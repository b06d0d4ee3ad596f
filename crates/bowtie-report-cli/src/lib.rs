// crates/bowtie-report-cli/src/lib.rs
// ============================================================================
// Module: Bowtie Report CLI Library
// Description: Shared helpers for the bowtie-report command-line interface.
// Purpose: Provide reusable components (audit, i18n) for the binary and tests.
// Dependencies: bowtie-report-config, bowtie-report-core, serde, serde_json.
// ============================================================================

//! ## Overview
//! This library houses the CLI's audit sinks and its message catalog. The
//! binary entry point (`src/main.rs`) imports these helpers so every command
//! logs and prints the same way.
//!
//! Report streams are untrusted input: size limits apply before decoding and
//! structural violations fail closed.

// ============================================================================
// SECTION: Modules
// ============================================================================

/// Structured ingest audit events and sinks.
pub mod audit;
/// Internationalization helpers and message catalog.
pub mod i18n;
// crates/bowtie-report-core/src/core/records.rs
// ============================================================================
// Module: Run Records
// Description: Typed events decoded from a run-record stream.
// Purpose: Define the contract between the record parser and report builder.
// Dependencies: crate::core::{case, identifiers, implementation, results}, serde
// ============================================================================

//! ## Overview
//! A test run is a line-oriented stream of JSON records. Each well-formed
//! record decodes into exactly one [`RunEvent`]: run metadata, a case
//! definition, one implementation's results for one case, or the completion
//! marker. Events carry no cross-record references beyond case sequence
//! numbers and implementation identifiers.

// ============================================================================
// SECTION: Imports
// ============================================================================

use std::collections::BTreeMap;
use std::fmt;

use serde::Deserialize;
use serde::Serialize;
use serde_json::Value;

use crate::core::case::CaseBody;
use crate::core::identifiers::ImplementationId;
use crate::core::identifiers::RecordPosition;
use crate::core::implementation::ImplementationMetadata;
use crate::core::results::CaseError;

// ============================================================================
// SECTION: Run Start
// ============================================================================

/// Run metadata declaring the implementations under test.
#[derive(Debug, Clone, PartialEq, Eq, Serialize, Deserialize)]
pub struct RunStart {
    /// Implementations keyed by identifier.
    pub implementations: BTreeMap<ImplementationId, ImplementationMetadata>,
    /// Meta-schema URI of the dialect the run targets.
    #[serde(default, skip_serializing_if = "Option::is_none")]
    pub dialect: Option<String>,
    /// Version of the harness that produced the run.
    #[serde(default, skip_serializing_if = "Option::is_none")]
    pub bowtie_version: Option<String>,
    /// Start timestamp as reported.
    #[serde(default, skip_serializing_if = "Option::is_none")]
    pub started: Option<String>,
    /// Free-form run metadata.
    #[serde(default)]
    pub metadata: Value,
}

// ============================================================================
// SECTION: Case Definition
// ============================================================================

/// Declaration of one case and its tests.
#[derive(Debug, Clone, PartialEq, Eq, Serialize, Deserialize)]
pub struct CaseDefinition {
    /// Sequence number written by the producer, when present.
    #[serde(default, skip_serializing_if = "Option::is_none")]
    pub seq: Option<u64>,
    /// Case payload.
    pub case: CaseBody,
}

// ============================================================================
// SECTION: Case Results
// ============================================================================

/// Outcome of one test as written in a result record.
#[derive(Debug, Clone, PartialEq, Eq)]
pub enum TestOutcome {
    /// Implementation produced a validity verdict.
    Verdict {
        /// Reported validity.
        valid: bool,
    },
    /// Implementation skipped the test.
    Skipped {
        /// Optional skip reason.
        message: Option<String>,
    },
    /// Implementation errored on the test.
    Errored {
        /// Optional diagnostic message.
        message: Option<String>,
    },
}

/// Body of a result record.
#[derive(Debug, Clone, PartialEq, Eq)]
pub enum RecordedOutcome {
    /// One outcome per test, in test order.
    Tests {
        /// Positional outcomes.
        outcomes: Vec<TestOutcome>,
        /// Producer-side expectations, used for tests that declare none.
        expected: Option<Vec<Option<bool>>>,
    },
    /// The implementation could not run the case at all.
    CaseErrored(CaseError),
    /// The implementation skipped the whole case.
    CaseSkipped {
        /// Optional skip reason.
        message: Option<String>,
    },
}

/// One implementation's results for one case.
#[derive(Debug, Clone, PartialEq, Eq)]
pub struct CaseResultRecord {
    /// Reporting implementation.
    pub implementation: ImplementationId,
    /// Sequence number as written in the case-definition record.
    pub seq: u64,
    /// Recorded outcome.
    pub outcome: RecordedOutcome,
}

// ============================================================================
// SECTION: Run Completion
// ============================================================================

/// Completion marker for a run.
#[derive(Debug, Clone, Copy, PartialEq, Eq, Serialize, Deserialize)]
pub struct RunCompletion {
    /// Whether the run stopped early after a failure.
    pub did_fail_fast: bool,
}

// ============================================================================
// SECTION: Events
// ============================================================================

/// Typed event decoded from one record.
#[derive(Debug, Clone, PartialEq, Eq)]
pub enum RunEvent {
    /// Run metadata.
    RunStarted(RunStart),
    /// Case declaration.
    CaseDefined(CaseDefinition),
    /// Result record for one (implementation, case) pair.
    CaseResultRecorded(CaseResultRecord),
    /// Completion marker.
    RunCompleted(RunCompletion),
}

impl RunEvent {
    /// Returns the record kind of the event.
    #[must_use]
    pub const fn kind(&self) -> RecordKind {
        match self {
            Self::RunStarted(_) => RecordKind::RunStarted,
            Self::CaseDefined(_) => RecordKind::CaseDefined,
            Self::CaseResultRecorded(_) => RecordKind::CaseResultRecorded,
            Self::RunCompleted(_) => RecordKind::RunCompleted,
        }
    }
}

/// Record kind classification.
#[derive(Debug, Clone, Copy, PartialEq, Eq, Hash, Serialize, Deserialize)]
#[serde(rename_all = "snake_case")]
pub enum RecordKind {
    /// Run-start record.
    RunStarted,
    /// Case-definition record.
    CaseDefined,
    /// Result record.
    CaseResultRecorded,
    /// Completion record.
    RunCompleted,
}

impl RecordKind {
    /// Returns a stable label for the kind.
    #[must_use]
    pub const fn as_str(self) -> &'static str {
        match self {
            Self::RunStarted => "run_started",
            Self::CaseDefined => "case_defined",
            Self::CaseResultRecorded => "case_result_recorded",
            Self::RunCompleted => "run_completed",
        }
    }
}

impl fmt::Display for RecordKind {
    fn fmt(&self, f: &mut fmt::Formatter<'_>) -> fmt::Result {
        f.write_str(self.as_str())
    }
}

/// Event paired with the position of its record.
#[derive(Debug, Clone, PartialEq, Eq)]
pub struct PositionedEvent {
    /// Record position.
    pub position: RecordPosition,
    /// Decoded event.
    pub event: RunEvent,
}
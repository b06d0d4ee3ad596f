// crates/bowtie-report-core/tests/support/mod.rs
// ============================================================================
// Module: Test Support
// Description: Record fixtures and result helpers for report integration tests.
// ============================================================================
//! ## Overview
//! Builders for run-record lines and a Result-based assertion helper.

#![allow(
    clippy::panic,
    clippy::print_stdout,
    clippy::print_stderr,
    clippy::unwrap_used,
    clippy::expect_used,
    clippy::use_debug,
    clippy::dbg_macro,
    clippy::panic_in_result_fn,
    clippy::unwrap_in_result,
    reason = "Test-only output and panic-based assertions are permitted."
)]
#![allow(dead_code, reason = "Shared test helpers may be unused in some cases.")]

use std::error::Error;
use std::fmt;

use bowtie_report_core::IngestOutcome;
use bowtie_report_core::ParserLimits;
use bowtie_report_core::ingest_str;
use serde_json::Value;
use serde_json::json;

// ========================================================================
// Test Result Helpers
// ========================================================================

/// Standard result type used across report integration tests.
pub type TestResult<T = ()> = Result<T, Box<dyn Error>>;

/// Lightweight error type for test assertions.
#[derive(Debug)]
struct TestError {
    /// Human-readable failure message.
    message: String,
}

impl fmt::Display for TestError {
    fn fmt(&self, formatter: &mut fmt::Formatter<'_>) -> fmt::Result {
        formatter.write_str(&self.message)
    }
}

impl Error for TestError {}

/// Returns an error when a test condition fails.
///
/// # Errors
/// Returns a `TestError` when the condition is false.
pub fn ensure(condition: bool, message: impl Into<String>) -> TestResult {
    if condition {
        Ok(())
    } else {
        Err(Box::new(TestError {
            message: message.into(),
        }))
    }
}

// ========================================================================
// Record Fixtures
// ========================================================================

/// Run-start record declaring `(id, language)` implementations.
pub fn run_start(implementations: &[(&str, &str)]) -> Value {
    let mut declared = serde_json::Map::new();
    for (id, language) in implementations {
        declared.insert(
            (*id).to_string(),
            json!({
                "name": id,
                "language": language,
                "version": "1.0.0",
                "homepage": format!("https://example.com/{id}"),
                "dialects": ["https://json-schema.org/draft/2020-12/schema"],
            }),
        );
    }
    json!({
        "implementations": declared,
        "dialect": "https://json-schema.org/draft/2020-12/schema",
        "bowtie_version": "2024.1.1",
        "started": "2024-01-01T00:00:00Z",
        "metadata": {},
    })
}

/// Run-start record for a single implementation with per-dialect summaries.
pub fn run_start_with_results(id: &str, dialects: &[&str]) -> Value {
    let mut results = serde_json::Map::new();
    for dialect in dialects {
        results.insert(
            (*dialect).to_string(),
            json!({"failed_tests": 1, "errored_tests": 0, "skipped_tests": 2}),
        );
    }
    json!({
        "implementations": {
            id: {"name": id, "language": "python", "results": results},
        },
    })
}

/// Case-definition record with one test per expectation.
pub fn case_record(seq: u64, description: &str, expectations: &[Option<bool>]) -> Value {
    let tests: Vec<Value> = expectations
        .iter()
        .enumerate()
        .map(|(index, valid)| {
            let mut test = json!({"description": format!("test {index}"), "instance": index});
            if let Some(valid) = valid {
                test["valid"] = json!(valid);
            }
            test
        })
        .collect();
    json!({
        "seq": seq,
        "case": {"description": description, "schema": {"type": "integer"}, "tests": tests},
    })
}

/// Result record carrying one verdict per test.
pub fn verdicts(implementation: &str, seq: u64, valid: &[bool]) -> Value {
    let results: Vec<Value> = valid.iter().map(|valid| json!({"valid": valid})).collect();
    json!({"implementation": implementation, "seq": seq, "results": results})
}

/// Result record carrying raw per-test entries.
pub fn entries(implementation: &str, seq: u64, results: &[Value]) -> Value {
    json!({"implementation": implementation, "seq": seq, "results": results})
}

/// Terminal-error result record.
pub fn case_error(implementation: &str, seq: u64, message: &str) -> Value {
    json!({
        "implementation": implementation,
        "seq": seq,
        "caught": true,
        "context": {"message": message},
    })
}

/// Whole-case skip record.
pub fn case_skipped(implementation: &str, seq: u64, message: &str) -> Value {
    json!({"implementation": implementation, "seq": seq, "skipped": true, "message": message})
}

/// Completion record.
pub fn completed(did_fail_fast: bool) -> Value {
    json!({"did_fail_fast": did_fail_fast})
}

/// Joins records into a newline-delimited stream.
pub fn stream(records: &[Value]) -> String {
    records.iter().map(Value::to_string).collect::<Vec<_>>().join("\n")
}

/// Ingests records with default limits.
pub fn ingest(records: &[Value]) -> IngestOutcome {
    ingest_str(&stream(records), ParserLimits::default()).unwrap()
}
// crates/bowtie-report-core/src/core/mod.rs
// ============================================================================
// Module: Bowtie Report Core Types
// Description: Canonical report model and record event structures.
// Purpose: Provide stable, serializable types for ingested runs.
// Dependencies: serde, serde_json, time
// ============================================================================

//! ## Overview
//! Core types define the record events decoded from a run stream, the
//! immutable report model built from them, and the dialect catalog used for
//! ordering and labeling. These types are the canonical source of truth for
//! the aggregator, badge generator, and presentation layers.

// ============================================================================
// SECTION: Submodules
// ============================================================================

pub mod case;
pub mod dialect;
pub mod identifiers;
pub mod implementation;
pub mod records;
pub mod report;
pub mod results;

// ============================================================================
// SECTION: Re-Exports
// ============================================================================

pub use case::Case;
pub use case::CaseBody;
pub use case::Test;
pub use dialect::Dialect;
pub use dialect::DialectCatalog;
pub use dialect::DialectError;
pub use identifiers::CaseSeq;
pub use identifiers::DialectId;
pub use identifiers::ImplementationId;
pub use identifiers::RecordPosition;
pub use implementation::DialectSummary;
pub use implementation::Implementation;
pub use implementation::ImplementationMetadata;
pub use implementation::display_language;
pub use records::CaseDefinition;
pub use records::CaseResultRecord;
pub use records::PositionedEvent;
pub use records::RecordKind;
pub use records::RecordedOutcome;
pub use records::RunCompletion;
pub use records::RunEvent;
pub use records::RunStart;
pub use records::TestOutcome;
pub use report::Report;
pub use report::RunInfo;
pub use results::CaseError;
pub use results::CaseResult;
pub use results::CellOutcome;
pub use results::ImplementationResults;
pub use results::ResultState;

> _EXERCISE OBJECTIVE_: Return a copy of each line in the records above that has "declared" in it.

> _ANSWER TO THIS TASK_:
    let mut declared = serde_json::Map::new();
        declared.insert(
        "implementations": declared,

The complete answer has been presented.